Work to complete — Count every line in the data below where the word "Assembly" appears, then state only that count.
____________
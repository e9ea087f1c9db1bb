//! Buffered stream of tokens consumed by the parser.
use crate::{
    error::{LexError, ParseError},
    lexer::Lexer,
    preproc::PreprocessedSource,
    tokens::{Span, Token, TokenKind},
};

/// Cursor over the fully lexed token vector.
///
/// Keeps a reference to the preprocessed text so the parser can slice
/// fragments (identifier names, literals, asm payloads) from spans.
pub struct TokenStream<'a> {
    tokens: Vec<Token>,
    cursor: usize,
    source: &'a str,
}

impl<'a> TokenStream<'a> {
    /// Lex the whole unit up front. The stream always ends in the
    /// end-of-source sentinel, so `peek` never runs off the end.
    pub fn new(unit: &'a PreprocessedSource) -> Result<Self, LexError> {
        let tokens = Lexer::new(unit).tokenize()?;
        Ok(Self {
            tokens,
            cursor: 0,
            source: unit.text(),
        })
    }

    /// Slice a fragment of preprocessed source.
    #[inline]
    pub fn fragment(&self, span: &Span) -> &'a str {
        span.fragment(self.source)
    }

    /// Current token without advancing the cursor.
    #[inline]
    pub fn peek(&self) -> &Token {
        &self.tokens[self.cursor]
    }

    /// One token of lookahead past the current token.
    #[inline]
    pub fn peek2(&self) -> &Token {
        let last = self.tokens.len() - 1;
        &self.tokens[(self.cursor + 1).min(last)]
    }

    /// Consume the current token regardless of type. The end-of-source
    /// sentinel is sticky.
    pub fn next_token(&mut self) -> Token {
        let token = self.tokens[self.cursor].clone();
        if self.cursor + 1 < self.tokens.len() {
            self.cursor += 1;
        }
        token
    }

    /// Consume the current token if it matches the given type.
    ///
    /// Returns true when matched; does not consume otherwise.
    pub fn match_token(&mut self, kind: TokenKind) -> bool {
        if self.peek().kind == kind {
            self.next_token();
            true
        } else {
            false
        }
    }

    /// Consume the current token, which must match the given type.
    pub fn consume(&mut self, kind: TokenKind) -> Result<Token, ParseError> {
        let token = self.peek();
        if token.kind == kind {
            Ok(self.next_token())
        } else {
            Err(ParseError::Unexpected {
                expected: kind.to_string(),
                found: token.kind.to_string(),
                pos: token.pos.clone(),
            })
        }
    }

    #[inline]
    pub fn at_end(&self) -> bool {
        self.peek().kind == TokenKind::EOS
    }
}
____________
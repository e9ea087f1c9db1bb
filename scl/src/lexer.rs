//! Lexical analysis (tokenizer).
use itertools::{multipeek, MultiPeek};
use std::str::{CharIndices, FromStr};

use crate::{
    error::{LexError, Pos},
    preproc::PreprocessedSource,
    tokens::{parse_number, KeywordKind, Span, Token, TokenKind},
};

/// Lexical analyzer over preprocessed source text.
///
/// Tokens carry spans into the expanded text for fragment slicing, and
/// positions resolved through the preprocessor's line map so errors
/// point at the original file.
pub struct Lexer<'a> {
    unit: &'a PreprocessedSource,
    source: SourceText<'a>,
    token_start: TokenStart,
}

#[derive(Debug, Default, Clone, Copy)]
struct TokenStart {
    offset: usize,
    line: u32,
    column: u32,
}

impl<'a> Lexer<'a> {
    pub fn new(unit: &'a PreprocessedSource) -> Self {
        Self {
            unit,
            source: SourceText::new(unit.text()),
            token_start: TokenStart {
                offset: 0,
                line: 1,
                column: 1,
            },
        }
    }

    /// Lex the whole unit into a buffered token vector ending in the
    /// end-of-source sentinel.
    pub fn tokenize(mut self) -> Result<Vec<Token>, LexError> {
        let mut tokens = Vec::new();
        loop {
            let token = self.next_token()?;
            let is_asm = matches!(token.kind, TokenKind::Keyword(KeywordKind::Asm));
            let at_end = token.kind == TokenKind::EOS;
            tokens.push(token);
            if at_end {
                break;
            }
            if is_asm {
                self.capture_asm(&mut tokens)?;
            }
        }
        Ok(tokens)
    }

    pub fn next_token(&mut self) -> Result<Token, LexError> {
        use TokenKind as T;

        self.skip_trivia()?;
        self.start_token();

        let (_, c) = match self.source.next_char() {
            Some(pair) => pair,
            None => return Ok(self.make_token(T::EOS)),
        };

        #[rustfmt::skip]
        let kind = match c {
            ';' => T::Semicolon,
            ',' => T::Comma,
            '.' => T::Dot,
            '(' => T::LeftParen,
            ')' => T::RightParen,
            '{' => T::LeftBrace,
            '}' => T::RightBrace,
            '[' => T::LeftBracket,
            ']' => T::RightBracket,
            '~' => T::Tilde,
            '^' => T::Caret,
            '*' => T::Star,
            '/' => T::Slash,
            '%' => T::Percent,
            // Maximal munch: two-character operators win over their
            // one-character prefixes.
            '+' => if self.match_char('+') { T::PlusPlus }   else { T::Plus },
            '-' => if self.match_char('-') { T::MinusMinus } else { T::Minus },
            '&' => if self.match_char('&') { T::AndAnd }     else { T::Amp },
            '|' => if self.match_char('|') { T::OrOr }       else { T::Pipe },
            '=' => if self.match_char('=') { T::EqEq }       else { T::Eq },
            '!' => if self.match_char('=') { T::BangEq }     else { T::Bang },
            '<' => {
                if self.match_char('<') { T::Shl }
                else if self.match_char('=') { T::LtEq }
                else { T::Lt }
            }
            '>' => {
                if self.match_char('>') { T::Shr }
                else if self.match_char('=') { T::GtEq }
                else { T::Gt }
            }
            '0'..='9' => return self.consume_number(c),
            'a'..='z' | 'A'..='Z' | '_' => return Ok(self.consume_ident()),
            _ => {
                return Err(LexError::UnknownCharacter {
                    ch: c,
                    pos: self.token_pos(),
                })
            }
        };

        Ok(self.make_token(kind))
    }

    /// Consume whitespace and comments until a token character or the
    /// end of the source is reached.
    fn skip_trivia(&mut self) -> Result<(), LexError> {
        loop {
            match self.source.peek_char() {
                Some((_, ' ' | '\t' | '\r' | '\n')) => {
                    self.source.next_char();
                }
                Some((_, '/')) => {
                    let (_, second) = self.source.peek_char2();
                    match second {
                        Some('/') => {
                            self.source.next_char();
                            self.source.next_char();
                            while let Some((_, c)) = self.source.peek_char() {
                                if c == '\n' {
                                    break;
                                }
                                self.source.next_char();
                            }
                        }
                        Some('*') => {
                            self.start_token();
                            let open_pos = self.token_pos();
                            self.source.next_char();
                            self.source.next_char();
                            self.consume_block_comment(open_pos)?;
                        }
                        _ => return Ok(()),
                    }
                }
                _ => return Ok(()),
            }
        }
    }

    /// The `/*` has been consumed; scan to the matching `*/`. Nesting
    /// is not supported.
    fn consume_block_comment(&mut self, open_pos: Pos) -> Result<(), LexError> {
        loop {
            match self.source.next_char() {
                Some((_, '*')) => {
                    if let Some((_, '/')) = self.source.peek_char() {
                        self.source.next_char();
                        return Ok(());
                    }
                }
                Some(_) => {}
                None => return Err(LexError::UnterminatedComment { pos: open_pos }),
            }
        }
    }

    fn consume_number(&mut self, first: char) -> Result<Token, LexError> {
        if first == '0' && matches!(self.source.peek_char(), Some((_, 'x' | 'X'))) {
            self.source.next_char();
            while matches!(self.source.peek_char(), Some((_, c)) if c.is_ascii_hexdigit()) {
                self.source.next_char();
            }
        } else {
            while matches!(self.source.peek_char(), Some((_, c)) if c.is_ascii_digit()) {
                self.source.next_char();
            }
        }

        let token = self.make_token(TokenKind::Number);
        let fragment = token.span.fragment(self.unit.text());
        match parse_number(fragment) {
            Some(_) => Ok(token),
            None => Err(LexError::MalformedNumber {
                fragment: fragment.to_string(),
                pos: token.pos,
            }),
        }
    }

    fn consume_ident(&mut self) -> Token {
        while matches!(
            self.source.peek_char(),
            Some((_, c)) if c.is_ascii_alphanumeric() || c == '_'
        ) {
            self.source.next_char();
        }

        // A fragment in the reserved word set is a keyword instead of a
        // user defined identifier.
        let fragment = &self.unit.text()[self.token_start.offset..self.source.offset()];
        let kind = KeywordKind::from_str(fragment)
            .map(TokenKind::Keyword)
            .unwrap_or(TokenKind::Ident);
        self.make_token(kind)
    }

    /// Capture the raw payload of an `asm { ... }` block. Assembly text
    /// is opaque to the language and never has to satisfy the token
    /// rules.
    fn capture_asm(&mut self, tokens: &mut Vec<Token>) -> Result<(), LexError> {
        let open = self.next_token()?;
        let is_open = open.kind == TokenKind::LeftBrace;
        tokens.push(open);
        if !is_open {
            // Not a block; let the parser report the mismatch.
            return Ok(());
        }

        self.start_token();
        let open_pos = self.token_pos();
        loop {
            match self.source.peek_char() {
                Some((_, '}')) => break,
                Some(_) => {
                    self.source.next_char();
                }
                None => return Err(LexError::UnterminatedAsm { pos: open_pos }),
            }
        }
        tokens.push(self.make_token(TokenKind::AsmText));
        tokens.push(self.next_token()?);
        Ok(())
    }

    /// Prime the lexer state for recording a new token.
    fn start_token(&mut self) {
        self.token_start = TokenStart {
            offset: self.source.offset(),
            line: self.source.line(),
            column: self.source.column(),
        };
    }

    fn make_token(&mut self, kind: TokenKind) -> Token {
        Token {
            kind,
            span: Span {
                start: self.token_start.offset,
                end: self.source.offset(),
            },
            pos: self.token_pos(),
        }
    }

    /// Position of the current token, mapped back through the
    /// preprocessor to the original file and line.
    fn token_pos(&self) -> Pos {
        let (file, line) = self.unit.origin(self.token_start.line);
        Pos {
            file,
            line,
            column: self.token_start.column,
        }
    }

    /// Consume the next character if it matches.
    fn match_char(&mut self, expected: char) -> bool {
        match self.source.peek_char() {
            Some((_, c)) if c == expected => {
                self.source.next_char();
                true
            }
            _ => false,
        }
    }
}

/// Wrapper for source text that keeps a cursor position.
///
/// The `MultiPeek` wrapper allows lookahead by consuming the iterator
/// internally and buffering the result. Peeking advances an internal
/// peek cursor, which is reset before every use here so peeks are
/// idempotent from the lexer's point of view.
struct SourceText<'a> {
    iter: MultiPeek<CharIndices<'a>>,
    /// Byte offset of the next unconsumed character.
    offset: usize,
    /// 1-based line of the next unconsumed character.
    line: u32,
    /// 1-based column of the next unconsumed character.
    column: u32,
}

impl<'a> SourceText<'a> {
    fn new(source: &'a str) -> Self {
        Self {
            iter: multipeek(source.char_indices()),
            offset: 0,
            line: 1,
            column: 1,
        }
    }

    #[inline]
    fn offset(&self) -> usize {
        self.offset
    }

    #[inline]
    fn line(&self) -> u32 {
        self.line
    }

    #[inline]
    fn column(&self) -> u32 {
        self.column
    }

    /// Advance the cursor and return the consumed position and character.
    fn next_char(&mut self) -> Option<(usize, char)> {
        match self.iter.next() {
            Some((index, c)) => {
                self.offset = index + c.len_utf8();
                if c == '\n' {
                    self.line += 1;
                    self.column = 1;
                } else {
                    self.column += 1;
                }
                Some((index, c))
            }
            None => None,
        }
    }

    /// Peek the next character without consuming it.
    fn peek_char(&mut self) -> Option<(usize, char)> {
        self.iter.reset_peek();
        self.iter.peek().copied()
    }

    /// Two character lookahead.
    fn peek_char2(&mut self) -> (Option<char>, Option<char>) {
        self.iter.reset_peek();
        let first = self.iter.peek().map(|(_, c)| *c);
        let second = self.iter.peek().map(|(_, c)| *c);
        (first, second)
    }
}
____________
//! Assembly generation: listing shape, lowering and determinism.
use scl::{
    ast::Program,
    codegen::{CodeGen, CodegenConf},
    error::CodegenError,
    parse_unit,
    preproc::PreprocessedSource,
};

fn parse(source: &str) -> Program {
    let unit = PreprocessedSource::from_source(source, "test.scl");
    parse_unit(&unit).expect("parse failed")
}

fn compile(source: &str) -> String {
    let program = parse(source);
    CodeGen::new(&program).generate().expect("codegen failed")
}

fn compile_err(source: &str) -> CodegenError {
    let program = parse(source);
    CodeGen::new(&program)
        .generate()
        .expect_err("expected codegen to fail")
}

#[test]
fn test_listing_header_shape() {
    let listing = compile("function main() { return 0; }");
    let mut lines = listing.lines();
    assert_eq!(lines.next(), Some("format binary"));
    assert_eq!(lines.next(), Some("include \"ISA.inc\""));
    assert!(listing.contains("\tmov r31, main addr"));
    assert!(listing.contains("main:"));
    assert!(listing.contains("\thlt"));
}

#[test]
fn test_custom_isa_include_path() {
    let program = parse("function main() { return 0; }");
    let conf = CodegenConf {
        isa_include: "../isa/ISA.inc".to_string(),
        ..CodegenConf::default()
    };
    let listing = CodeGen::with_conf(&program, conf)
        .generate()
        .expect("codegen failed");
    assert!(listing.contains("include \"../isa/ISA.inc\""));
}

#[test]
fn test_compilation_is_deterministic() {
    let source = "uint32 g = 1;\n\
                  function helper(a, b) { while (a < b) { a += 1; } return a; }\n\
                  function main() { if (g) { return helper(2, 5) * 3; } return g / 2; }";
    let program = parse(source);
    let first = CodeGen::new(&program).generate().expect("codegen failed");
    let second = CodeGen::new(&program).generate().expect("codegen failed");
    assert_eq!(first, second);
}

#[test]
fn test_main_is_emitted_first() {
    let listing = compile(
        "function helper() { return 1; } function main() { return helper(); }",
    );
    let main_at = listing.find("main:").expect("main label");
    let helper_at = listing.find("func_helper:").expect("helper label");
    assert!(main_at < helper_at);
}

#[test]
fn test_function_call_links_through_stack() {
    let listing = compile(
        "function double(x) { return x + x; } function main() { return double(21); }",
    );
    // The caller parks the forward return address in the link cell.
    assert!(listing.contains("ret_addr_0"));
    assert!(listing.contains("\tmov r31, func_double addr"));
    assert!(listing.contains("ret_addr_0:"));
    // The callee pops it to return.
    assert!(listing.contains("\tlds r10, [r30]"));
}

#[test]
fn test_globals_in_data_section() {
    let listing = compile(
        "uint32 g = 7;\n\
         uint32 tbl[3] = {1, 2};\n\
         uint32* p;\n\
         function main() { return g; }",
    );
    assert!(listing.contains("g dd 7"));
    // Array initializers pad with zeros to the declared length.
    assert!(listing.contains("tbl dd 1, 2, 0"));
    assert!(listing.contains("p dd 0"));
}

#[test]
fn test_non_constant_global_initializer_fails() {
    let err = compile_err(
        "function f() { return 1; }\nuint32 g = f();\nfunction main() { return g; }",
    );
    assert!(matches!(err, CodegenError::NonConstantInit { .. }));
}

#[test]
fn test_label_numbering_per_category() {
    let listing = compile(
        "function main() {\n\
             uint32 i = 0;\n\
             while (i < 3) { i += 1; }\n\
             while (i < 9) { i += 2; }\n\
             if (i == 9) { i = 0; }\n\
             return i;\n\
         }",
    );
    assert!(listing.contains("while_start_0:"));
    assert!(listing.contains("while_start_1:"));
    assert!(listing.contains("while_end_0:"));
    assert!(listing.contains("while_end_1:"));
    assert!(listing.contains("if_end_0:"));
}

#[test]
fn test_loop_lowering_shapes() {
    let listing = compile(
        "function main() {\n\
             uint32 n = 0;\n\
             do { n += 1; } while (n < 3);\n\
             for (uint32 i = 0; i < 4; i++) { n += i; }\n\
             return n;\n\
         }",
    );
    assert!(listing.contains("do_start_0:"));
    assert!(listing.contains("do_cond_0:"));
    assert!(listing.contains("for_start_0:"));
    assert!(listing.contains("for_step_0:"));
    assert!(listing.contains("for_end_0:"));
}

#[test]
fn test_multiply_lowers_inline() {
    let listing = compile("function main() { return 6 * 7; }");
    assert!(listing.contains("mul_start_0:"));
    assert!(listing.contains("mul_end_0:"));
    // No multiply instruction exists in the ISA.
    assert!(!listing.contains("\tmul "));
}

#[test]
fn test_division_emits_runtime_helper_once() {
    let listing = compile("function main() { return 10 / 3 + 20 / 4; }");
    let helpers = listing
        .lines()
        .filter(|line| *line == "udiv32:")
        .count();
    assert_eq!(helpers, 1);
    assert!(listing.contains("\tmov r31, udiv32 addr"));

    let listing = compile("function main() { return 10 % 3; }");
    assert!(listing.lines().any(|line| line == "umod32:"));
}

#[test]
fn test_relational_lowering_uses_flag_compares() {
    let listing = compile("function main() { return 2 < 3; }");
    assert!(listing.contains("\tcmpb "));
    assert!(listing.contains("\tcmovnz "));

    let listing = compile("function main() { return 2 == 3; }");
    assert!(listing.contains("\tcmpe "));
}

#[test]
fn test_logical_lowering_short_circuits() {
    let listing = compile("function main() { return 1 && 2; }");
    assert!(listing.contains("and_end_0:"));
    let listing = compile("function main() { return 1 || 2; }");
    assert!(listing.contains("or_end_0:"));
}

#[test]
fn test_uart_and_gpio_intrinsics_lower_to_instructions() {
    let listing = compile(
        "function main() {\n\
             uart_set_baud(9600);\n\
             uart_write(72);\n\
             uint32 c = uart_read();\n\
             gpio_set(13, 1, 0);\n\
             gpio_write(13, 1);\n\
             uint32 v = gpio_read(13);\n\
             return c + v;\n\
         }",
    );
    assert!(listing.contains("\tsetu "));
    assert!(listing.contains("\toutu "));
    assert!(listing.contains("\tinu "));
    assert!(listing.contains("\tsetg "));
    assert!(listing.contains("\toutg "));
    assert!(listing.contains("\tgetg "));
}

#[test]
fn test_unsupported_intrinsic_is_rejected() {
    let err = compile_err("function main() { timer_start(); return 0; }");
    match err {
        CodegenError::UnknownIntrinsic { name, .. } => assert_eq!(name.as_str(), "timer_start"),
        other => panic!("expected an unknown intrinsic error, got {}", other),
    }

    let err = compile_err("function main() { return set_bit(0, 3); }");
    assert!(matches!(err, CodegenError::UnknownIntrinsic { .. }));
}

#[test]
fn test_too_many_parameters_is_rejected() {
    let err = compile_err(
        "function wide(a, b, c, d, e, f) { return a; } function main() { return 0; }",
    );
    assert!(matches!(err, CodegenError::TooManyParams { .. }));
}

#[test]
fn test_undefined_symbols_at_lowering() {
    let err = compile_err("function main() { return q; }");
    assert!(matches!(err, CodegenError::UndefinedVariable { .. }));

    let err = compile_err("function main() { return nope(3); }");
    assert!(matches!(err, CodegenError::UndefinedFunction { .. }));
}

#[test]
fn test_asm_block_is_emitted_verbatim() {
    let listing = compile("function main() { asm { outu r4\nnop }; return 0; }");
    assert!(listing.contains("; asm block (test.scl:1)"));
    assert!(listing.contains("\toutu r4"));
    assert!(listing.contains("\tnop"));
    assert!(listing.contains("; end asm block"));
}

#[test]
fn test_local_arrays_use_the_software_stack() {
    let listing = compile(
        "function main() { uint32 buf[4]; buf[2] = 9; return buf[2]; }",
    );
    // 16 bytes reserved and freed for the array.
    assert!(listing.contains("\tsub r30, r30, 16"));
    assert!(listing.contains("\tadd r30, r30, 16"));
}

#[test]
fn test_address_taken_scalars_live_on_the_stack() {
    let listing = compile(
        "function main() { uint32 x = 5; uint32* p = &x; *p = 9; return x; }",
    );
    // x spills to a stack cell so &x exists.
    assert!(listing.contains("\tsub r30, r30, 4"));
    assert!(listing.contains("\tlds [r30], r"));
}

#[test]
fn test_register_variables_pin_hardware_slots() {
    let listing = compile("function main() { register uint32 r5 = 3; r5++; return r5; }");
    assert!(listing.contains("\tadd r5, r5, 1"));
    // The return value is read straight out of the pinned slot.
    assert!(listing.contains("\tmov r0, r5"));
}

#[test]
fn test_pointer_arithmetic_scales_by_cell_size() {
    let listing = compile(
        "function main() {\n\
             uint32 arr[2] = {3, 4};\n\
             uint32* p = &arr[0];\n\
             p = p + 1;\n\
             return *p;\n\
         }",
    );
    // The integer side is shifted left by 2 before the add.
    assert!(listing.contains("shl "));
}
____________
Output of the task — 2